EXCERPTED RECORDS
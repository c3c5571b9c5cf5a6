use std::collections::{BTreeMap, HashMap, HashSet};

use log::{debug, trace};

use super::aggregate::{AggregatedPair, PairKey, aggregate};
use super::path::{link_on_any_path, on_any_path};
use super::settings::ViewSettings;
use super::types::{EdgeElement, ElementClass, GraphElement, NodeElement};
use crate::topology::Snapshot;

/// Suffix of the placeholder node standing in for a router's hidden links.
pub const PLACEHOLDER_SUFFIX: &str = "_missing";

/// Label drawn instead of a cost when the two directions disagree.
pub const MISMATCH_LABEL: &str = "Mismatch";

/// Element id of `node_id`'s placeholder.
pub fn placeholder_id(node_id: &str) -> String {
	format!("{node_id}{PLACEHOLDER_SUFFIX}")
}

/// The router a placeholder element id belongs to, so a click on
/// `"<id>_missing"` can select `<id>` itself.
pub fn placeholder_owner(element_id: &str) -> Option<&str> {
	element_id
		.strip_suffix(PLACEHOLDER_SUFFIX)
		.filter(|owner| !owner.is_empty())
}

/// Builds the explorer view of `snapshot` around `selected`.
///
/// Routers outside the search radius are left out unless
/// `settings.include_egress` is set; links to them are summarized on a
/// per-router `"<n> more"` placeholder. Links along the selected router's
/// outbound and return exit paths are tagged [`ElementClass::Egress`].
pub fn build_explorer_elements(
	snapshot: &Snapshot,
	settings: &ViewSettings,
	selected: Option<&str>,
) -> Vec<GraphElement> {
	let pairs = aggregate(&snapshot.edges);
	let mut view = ExplorerView::new(snapshot, settings, selected);

	view.add_nodes();
	if settings.lowest_cost_only {
		view.add_aggregated_edges(&pairs);
	} else {
		view.add_raw_edges(&pairs);
	}
	view.add_placeholders();

	debug!(
		"explorer view: {} elements from {} nodes and {} edges ({} placeholders)",
		view.elements.len(),
		snapshot.nodes.len(),
		snapshot.edges.len(),
		view.placeholders
	);
	view.elements
}

/// Per-call scratch state. Counters live here so the snapshot is only read.
struct ExplorerView<'a> {
	snapshot: &'a Snapshot,
	settings: &'a ViewSettings,
	selected: Option<&'a str>,
	included: HashSet<&'a str>,
	missing: HashMap<&'a str, u32>,
	hidden_egress: HashSet<&'a str>,
	outbound: Vec<&'a str>,
	inbound: Vec<&'a str>,
	elements: Vec<GraphElement>,
	placeholders: usize,
}

impl<'a> ExplorerView<'a> {
	fn new(snapshot: &'a Snapshot, settings: &'a ViewSettings, selected: Option<&'a str>) -> Self {
		let exit_paths = selected
			.and_then(|id| snapshot.node(id))
			.map(|node| &node.exit_paths);

		Self {
			snapshot,
			settings,
			selected,
			included: HashSet::new(),
			missing: HashMap::new(),
			hidden_egress: HashSet::new(),
			outbound: exit_paths.map(|paths| paths.outbound_ids()).unwrap_or_default(),
			inbound: exit_paths.map(|paths| paths.return_ids()).unwrap_or_default(),
			elements: Vec::new(),
			placeholders: 0,
		}
	}

	fn egress_paths(&self) -> [&[&'a str]; 2] {
		[self.outbound.as_slice(), self.inbound.as_slice()]
	}

	fn is_included(&self, id: &str) -> bool {
		self.included.contains(id)
	}

	/// Only routers present in the snapshot carry a counter.
	fn count_missing(&mut self, id: &str) {
		if let Some(count) = self.missing.get_mut(id) {
			*count += 1;
		}
	}

	fn mark_hidden_egress(&mut self, id: &str) {
		if let Some(&id) = self.included.get(id) {
			self.hidden_egress.insert(id);
		}
	}

	fn add_nodes(&mut self) {
		let snapshot = self.snapshot;
		for node in &snapshot.nodes {
			if self.missing.contains_key(node.id.as_str()) {
				trace!("skipping duplicate node {}", node.id);
				continue;
			}
			self.missing.insert(&node.id, node.missing_edges);

			if !self.settings.include_egress && !node.in_neighbor_set {
				continue;
			}
			self.included.insert(&node.id);

			let is_selected = self.selected == Some(node.id.as_str());
			let mut element = NodeElement::new(&node.id, node.label())
				.with_class(ElementClass::PrimaryNode)
				.selected(is_selected);
			if is_selected {
				element = element.with_class(ElementClass::Selected);
			}
			if node.exit_paths.is_exit() {
				element = element.with_class(ElementClass::Exit);
			}
			self.elements.push(element.into());
		}
	}

	fn add_aggregated_edges(&mut self, pairs: &BTreeMap<PairKey, AggregatedPair>) {
		for pair in pairs.values() {
			let (low, high) = (pair.key().low(), pair.key().high());
			let (low_in, high_in) = (self.is_included(low), self.is_included(high));

			if !(low_in && high_in) {
				self.count_missing(low);
				self.count_missing(high);
				if low_in != high_in && link_on_any_path(low, high, &self.egress_paths()) {
					self.mark_hidden_egress(if low_in { low } else { high });
				}
				continue;
			}

			let forward_egress = on_any_path(low, high, &self.egress_paths());
			let backward_egress = on_any_path(high, low, &self.egress_paths());
			let common = pair
				.is_invalid()
				.then_some(ElementClass::InvalidCosts);

			if self.settings.both_directions {
				for (from, to, egress) in [(low, high, forward_egress), (high, low, backward_egress)] {
					let mut edge = EdgeElement::new(from, to)
						.with_class(ElementClass::DirectionalEdge)
						.with_classes(common);
					if let Some(cost) = pair.lowest_from(from) {
						edge = edge.with_label(cost.to_string());
					}
					if egress {
						edge = edge.with_class(ElementClass::Egress);
					}
					self.elements.push(edge.into());
				}
			} else {
				let mut edge = EdgeElement::new(low, high).with_classes(common);
				if pair.is_invalid() {
					edge = edge.with_label(MISMATCH_LABEL);
				} else if let Some(cost) = pair.lowest_cost() {
					edge = edge.with_label(cost.to_string());
				}
				if forward_egress || backward_egress {
					edge = edge.with_class(ElementClass::Egress);
				}
				self.elements.push(edge.into());
			}
		}
	}

	fn add_raw_edges(&mut self, pairs: &BTreeMap<PairKey, AggregatedPair>) {
		let snapshot = self.snapshot;
		let mut counted: HashSet<&PairKey> = HashSet::new();

		for edge in &snapshot.edges {
			let Some((key, pair)) = pairs.get_key_value(&PairKey::new(&edge.from, &edge.to)) else {
				continue;
			};
			let (from, to) = (edge.from.as_str(), edge.to.as_str());
			let (low, high) = (key.low(), key.high());
			let (low_in, high_in) = (self.is_included(low), self.is_included(high));

			if !(low_in && high_in) {
				if counted.insert(key) {
					self.count_missing(low);
					self.count_missing(high);
					if low_in != high_in && link_on_any_path(low, high, &self.egress_paths()) {
						self.mark_hidden_egress(if low_in { low } else { high });
					}
				}
				continue;
			}

			let mut element = if self.settings.both_directions {
				EdgeElement::new(from, to).with_class(ElementClass::DirectionalEdge)
			} else if from == low || pair.costs_from(low).is_empty() {
				// A pair only the high side advertises is still drawn, low to high.
				EdgeElement::new(low, high)
			} else {
				continue;
			};
			if pair.is_invalid() {
				element = element.with_class(ElementClass::InvalidCosts);
			}
			if !self.settings.both_directions && pair.is_invalid() {
				element = element.with_label(MISMATCH_LABEL);
			} else if let Some(weight) = edge.weight {
				element = element.with_label(weight.to_string());
			}

			// Only the cheapest advertisement of a direction carries traffic.
			let cheapest = edge.weight.is_some() && edge.weight == pair.lowest_from(from);
			let egress = on_any_path(from, to, &self.egress_paths())
				|| (!self.settings.both_directions && on_any_path(to, from, &self.egress_paths()));
			if cheapest && egress {
				element = element.with_class(ElementClass::Egress);
			}
			self.elements.push(element.into());
		}
	}

	fn add_placeholders(&mut self) {
		let snapshot = self.snapshot;
		let mut seen: HashSet<&str> = HashSet::new();

		for node in &snapshot.nodes {
			let id = node.id.as_str();
			if !self.is_included(id) || !seen.insert(id) {
				continue;
			}
			let count = self.missing.get(id).copied().unwrap_or_default();
			if count == 0 {
				continue;
			}

			let placeholder = placeholder_id(id);
			let mut link = EdgeElement::new(id, &placeholder).with_class(ElementClass::DashedEdge);
			if self.hidden_egress.contains(id) {
				link = link
					.with_class(ElementClass::Egress)
					.with_class(ElementClass::DirectionalEdge);
			}
			self.elements.push(
				NodeElement::new(placeholder, format!("{count} more"))
					.with_class(ElementClass::InvisibleNode)
					.into(),
			);
			self.elements.push(link.into());
			self.placeholders += 1;
		}
	}
}
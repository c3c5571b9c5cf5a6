use std::collections::BTreeSet;
use std::fmt;

use serde::{Deserialize, Serialize};

/// Display tags a renderer maps onto its own styles.
#[derive(Clone, Copy, Debug, PartialEq, Eq, PartialOrd, Ord, Hash, Serialize, Deserialize)]
#[serde(rename_all = "camelCase")]
pub enum ElementClass {
	/// A router drawn from the snapshot.
	PrimaryNode,
	/// The router the view is centered on.
	Selected,
	/// A router that is itself the network egress.
	Exit,
	/// The label-only "<n> more" placeholder.
	InvisibleNode,
	/// Drawn dashed: placeholder links and severed links.
	DashedEdge,
	/// Drawn with an arrowhead.
	DirectionalEdge,
	/// The two directions advertise different costs.
	InvalidCosts,
	/// Lies on the selected router's exit path.
	Egress,
	/// Lost its route to the egress in the simulated outage.
	Offline,
	/// Taken down by the operator in the simulation.
	Removed,
	/// Still reachable, over a different path.
	Rerouted,
}

impl ElementClass {
	/// Tag name as the renderer sees it.
	pub fn as_str(self) -> &'static str {
		match self {
			Self::PrimaryNode => "primaryNode",
			Self::Selected => "selected",
			Self::Exit => "exit",
			Self::InvisibleNode => "invisibleNode",
			Self::DashedEdge => "dashedEdge",
			Self::DirectionalEdge => "directionalEdge",
			Self::InvalidCosts => "invalidCosts",
			Self::Egress => "egress",
			Self::Offline => "offline",
			Self::Removed => "removed",
			Self::Rerouted => "rerouted",
		}
	}
}

impl fmt::Display for ElementClass {
	fn fmt(&self, f: &mut fmt::Formatter<'_>) -> fmt::Result {
		f.write_str(self.as_str())
	}
}

/// A node to draw.
#[derive(Clone, Debug, PartialEq, Eq, PartialOrd, Ord, Serialize, Deserialize)]
pub struct NodeElement {
	/// Element id, unique among nodes.
	pub id: String,
	/// Text drawn on the node.
	pub label: String,
	/// Display tags.
	#[serde(default)]
	pub classes: BTreeSet<ElementClass>,
	/// Whether the renderer should start with this node selected.
	#[serde(default)]
	pub selected: bool,
}

impl NodeElement {
	/// Unselected node with no tags.
	pub fn new(id: impl Into<String>, label: impl Into<String>) -> Self {
		Self {
			id: id.into(),
			label: label.into(),
			classes: BTreeSet::new(),
			selected: false,
		}
	}

	/// Adds one tag.
	pub fn with_class(mut self, class: ElementClass) -> Self {
		self.classes.insert(class);
		self
	}

	/// Adds several tags.
	pub fn with_classes(mut self, classes: impl IntoIterator<Item = ElementClass>) -> Self {
		self.classes.extend(classes);
		self
	}

	/// Sets the initial selection state.
	pub fn selected(mut self, selected: bool) -> Self {
		self.selected = selected;
		self
	}
}

/// An edge to draw from `source` to `target`.
#[derive(Clone, Debug, PartialEq, Eq, PartialOrd, Ord, Serialize, Deserialize)]
pub struct EdgeElement {
	/// Id of the source node.
	pub source: String,
	/// Id of the target node.
	pub target: String,
	/// Text drawn along the edge.
	#[serde(default, skip_serializing_if = "Option::is_none")]
	pub label: Option<String>,
	/// Explicit element id, when the renderer needs a stable one.
	#[serde(default, skip_serializing_if = "Option::is_none")]
	pub id: Option<String>,
	/// Display tags.
	#[serde(default)]
	pub classes: BTreeSet<ElementClass>,
}

impl EdgeElement {
	/// Unlabeled edge with no tags.
	pub fn new(source: impl Into<String>, target: impl Into<String>) -> Self {
		Self {
			source: source.into(),
			target: target.into(),
			label: None,
			id: None,
			classes: BTreeSet::new(),
		}
	}

	/// Sets the label.
	pub fn with_label(mut self, label: impl Into<String>) -> Self {
		self.label = Some(label.into());
		self
	}

	/// Sets the element id.
	pub fn with_id(mut self, id: impl Into<String>) -> Self {
		self.id = Some(id.into());
		self
	}

	/// Adds one tag.
	pub fn with_class(mut self, class: ElementClass) -> Self {
		self.classes.insert(class);
		self
	}

	/// Adds several tags.
	pub fn with_classes(mut self, classes: impl IntoIterator<Item = ElementClass>) -> Self {
		self.classes.extend(classes);
		self
	}
}

/// A renderer-agnostic graph element. Serialized with a `group` tag of
/// `"node"` or `"edge"`.
#[derive(Clone, Debug, PartialEq, Eq, PartialOrd, Ord, Serialize, Deserialize)]
#[serde(tag = "group", rename_all = "lowercase")]
pub enum GraphElement {
	/// A node.
	Node(NodeElement),
	/// An edge.
	Edge(EdgeElement),
}

impl GraphElement {
	/// The node, if this is one.
	pub fn as_node(&self) -> Option<&NodeElement> {
		match self {
			Self::Node(node) => Some(node),
			Self::Edge(_) => None,
		}
	}

	/// The edge, if this is one.
	pub fn as_edge(&self) -> Option<&EdgeElement> {
		match self {
			Self::Edge(edge) => Some(edge),
			Self::Node(_) => None,
		}
	}

	/// Display tags of either kind of element.
	pub fn classes(&self) -> &BTreeSet<ElementClass> {
		match self {
			Self::Node(node) => &node.classes,
			Self::Edge(edge) => &edge.classes,
		}
	}

	/// Whether the element carries `class`.
	pub fn has_class(&self, class: ElementClass) -> bool {
		self.classes().contains(&class)
	}
}

impl From<NodeElement> for GraphElement {
	fn from(node: NodeElement) -> Self {
		Self::Node(node)
	}
}

impl From<EdgeElement> for GraphElement {
	fn from(edge: EdgeElement) -> Self {
		Self::Edge(edge)
	}
}
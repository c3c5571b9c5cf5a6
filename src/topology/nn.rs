//! Conversions between router addresses and mesh network numbers (NN).
//!
//! Routers in the `10.69.0.0/16` block encode their network number in the
//! last two octets: `10.69.X.Y` is NN `100 * X + (Y % 100)`, and a fourth
//! octet of 100 or more identifies an additional router at the same site.

const MESH_PREFIX: &str = "10.69.";

/// Splits a mesh address into its third and fourth octets.
fn mesh_octets(ip: &str) -> Option<(u32, u32)> {
	let rest = ip.strip_prefix(MESH_PREFIX)?;
	let (third, fourth) = rest.split_once('.')?;
	let third: u32 = third.parse().ok()?;
	let fourth: u32 = fourth.parse().ok()?;
	(third <= 100).then_some((third, fourth))
}

/// Network number for a mesh address, or `None` outside the mesh block.
pub fn nn_from_ip(ip: &str) -> Option<u32> {
	let (third, fourth) = mesh_octets(ip)?;
	Some(100 * third + fourth % 100)
}

/// Display label for a router address, e.g. `"4153"` or `"4153 (.1xx)"`.
/// Addresses outside the mesh block are returned unchanged.
pub fn human_label_from_ip(ip: &str) -> String {
	let Some((third, fourth)) = mesh_octets(ip) else {
		return ip.to_string();
	};
	let nn = 100 * third + fourth % 100;
	match fourth / 100 {
		0 => nn.to_string(),
		router_index => format!("{nn} (.{router_index}xx)"),
	}
}

/// Address for a search term that is either an address or a network number.
pub fn ip_from_maybe_nn(maybe_nn: &str) -> String {
	if maybe_nn.contains('.') {
		return maybe_nn.to_string();
	}
	let nn: u32 = maybe_nn.trim().parse().unwrap_or(0);
	format!("{MESH_PREFIX}{}.{}", nn / 100, nn % 100)
}
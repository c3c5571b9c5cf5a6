//! JSON-in, JSON-out entry points for callers holding raw collector output.

use crate::error::{Error, Result};
use crate::graph::{GraphElement, ViewSettings, build_explorer_elements, build_outage_elements};
use crate::topology::Snapshot;

/// Decodes a topology snapshot or outage simulation result.
pub fn decode_snapshot(json: &str) -> Result<Snapshot> {
	serde_json::from_str(json).map_err(|source| Error::Decode {
		what: "topology snapshot",
		source,
	})
}

/// Decodes and validates view settings. Blank input or `null` yields the
/// defaults.
pub fn decode_settings(json: &str) -> Result<ViewSettings> {
	if json.trim().is_empty() {
		return Ok(ViewSettings::default());
	}
	let settings: Option<ViewSettings> =
		serde_json::from_str(json).map_err(|source| Error::Decode {
			what: "view settings",
			source,
		})?;
	let settings = settings.unwrap_or_default();
	settings.validate()?;
	Ok(settings)
}

fn encode(elements: &[GraphElement]) -> Result<String> {
	serde_json::to_string(elements).map_err(Error::Encode)
}

/// Explorer view elements, as JSON, for a snapshot, settings and selection.
pub fn explorer_elements_json(
	snapshot: &str,
	settings: &str,
	selected: Option<&str>,
) -> Result<String> {
	let snapshot = decode_snapshot(snapshot)?;
	let settings = decode_settings(settings)?;
	encode(&build_explorer_elements(&snapshot, &settings, selected))
}

/// Outage impact elements, as JSON, for a simulation result.
pub fn outage_elements_json(snapshot: &str) -> Result<String> {
	let snapshot = decode_snapshot(snapshot)?;
	encode(&build_outage_elements(&snapshot))
}
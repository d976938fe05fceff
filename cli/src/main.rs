//! Tether CLI - runs one analysis server session and controls it from stdin.
//!
//! ```text
//! main() -> load config -> SessionController -> autostart -> command loop
//!                                                              |
//!                                                              v
//!                                              quit | EOF | Ctrl-C -> shutdown
//! ```

mod console;

use std::{
    env,
    fs::{self, OpenOptions},
    path::{Path, PathBuf},
    sync::{Arc, Mutex},
};

use anyhow::{Context, Result, bail};
use clap::Parser;
use tokio::io::{AsyncBufReadExt, BufReader};
use tracing_subscriber::{EnvFilter, fmt, prelude::*};

use tether_config::TetherConfig;
use tether_session::{
    CommandResolver, ProcessChannelFactory, SessionController, SessionError, SessionObserver,
    StatusUpdate,
};

use crate::console::{ConsoleObserver, render_server_error};

#[derive(Debug, Parser)]
#[command(name = "tether", version, about = "Start, stop and watch an external analysis server")]
struct Args {
    /// Config file to use instead of ~/.tether/config.toml.
    #[arg(long, value_name = "PATH")]
    config: Option<PathBuf>,

    /// Workspace root; overrides `[workspace] root`.
    #[arg(long, value_name = "DIR")]
    workspace: Option<PathBuf>,

    /// Wait for an explicit `start` instead of starting immediately.
    #[arg(long)]
    no_autostart: bool,
}

fn init_tracing() {
    let env_filter =
        EnvFilter::try_from_default_env().unwrap_or_else(|_| EnvFilter::new("info"));

    let (log_file, init_warnings) = open_log_file();

    if let Some((log_path, file)) = log_file {
        tracing_subscriber::registry()
            .with(fmt::layer().with_ansi(false).with_writer(Mutex::new(file)))
            .with(env_filter)
            .init();

        tracing::info!(path = %log_path.display(), "Logging initialized");
        for warning in init_warnings {
            tracing::warn!("{warning}");
        }
        return;
    }

    // Without a log file, drop logs rather than interleave them with the prompt.
    tracing_subscriber::registry().with(env_filter).init();
}

fn open_log_file() -> (Option<(PathBuf, fs::File)>, Vec<String>) {
    let mut warnings = Vec::new();

    for candidate in log_file_candidates() {
        if let Some(parent) = candidate.parent()
            && let Err(e) = fs::create_dir_all(parent)
        {
            warnings.push(format!(
                "Failed to create log dir {}: {e}",
                parent.display()
            ));
            continue;
        }

        match OpenOptions::new().create(true).append(true).open(&candidate) {
            Ok(file) => return (Some((candidate, file)), warnings),
            Err(e) => warnings.push(format!(
                "Failed to open log file {}: {e}",
                candidate.display()
            )),
        }
    }

    (None, warnings)
}

fn log_file_candidates() -> Vec<PathBuf> {
    let mut candidates = Vec::new();

    // Primary: ~/.tether/logs/tether.log
    if let Some(config_path) = tether_config::config_path()
        && let Some(config_dir) = config_path.parent()
    {
        candidates.push(config_dir.join("logs").join("tether.log"));
    }

    // Fallback: ./.tether/logs/tether.log
    candidates.push(PathBuf::from(".tether").join("logs").join("tether.log"));

    candidates
}

fn load_config(path: Option<&Path>) -> Result<TetherConfig> {
    let loaded = match path {
        Some(path) => {
            let config = TetherConfig::load_from(path)?;
            if config.is_none() {
                bail!("config file {} not found", path.display());
            }
            config
        }
        None => TetherConfig::load()?,
    };
    Ok(loaded.unwrap_or_default())
}

#[derive(Debug, Clone, Copy, PartialEq, Eq)]
enum Command {
    Start,
    Stop,
    Restart,
    Status,
    Reload,
    Help,
    Quit,
}

impl Command {
    /// `None` for blank input, `Err` with the offending word otherwise.
    fn parse(line: &str) -> Option<Result<Self, String>> {
        let word = line.split_whitespace().next()?;
        Some(match word.to_ascii_lowercase().as_str() {
            "start" => Ok(Self::Start),
            "stop" => Ok(Self::Stop),
            "restart" => Ok(Self::Restart),
            "status" => Ok(Self::Status),
            "reload" => Ok(Self::Reload),
            "help" | "?" => Ok(Self::Help),
            "quit" | "exit" | "q" => Ok(Self::Quit),
            _ => Err(word.to_string()),
        })
    }
}

const HELP: &str = "commands: start, stop, restart, status, reload, help, quit";

/// Let a queued operation finish in the background; outcomes reach the
/// console through the observer.
fn detach(op: impl Future<Output = Result<(), SessionError>> + Send + 'static) {
    tokio::spawn(async move {
        if let Err(e) = op.await {
            tracing::debug!("Lifecycle operation ended with error: {e}");
        }
    });
}

fn render_status(update: &StatusUpdate, has_session: bool) -> String {
    let mut out = format!("status: {}", update.status_line());
    if !has_session {
        out.push_str(" (no session)");
    }
    out.push('\n');
    if let Some(error) = &update.error {
        out.push_str(&render_server_error(error));
    }
    out
}

fn reload(controller: &SessionController, path: Option<&Path>) {
    match load_config(path) {
        Ok(config) => match config.server_config() {
            Some(server) => {
                controller.update_config(server);
                println!("config reloaded; applies on next start or restart");
            }
            None => println!("config has no [server] section; keeping the current one"),
        },
        Err(e) => println!("error: {e:#}"),
    }
}

async fn run_command_loop(controller: &SessionController, config_path: Option<&Path>) -> Result<()> {
    let mut lines = BufReader::new(tokio::io::stdin()).lines();
    println!("{HELP}");

    loop {
        let line = tokio::select! {
            line = lines.next_line() => line.context("reading stdin")?,
            _ = tokio::signal::ctrl_c() => {
                println!();
                return Ok(());
            }
        };
        let Some(line) = line else {
            return Ok(());
        };

        match Command::parse(&line) {
            None => {}
            Some(Err(word)) => println!("unknown command `{word}`; {HELP}"),
            Some(Ok(command)) => match command {
                Command::Start => detach(controller.start()),
                Command::Stop => detach(controller.stop()),
                Command::Restart => detach(controller.restart()),
                Command::Status => print!(
                    "{}",
                    render_status(&controller.status(), controller.has_session())
                ),
                Command::Reload => reload(controller, config_path),
                Command::Help => println!("{HELP}"),
                Command::Quit => return Ok(()),
            },
        }
    }
}

#[tokio::main]
async fn main() -> Result<()> {
    init_tracing();
    let args = Args::parse();

    let config = load_config(args.config.as_deref())?;
    let Some(server) = config.server_config() else {
        bail!(
            "no [server] section configured; add one to {}",
            args.config
                .clone()
                .or_else(tether_config::config_path)
                .unwrap_or_default()
                .display()
        );
    };

    let workspace = match args.workspace.clone().or_else(|| config.workspace_root()) {
        Some(dir) => dir,
        None => env::current_dir().context("resolving current directory")?,
    };
    tracing::info!(workspace = %workspace.display(), "Using workspace");

    let console: Arc<dyn SessionObserver> = Arc::new(ConsoleObserver::default());
    let controller = SessionController::new(
        server,
        Arc::new(CommandResolver::new(workspace.clone())),
        Arc::new(ProcessChannelFactory),
        vec![console],
    );

    if !args.no_autostart {
        detach(controller.start());
    }

    let result = run_command_loop(&controller, args.config.as_deref()).await;
    controller.shutdown().await;
    result
}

EXERCISE DESCRIPTION
Considering only the material above, set down every line from the one with "[self.outbound.as_slice(), self.inbound.as_slice()]" to the one with "fn count_missing(&mut self, id: &str)", inclusive, exactly as written.

THE COMPLETED TASK
		[self.outbound.as_slice(), self.inbound.as_slice()]
	}

	fn is_included(&self, id: &str) -> bool {
		self.included.contains(id)
	}

	/// Only routers present in the snapshot carry a counter.
	fn count_missing(&mut self, id: &str) {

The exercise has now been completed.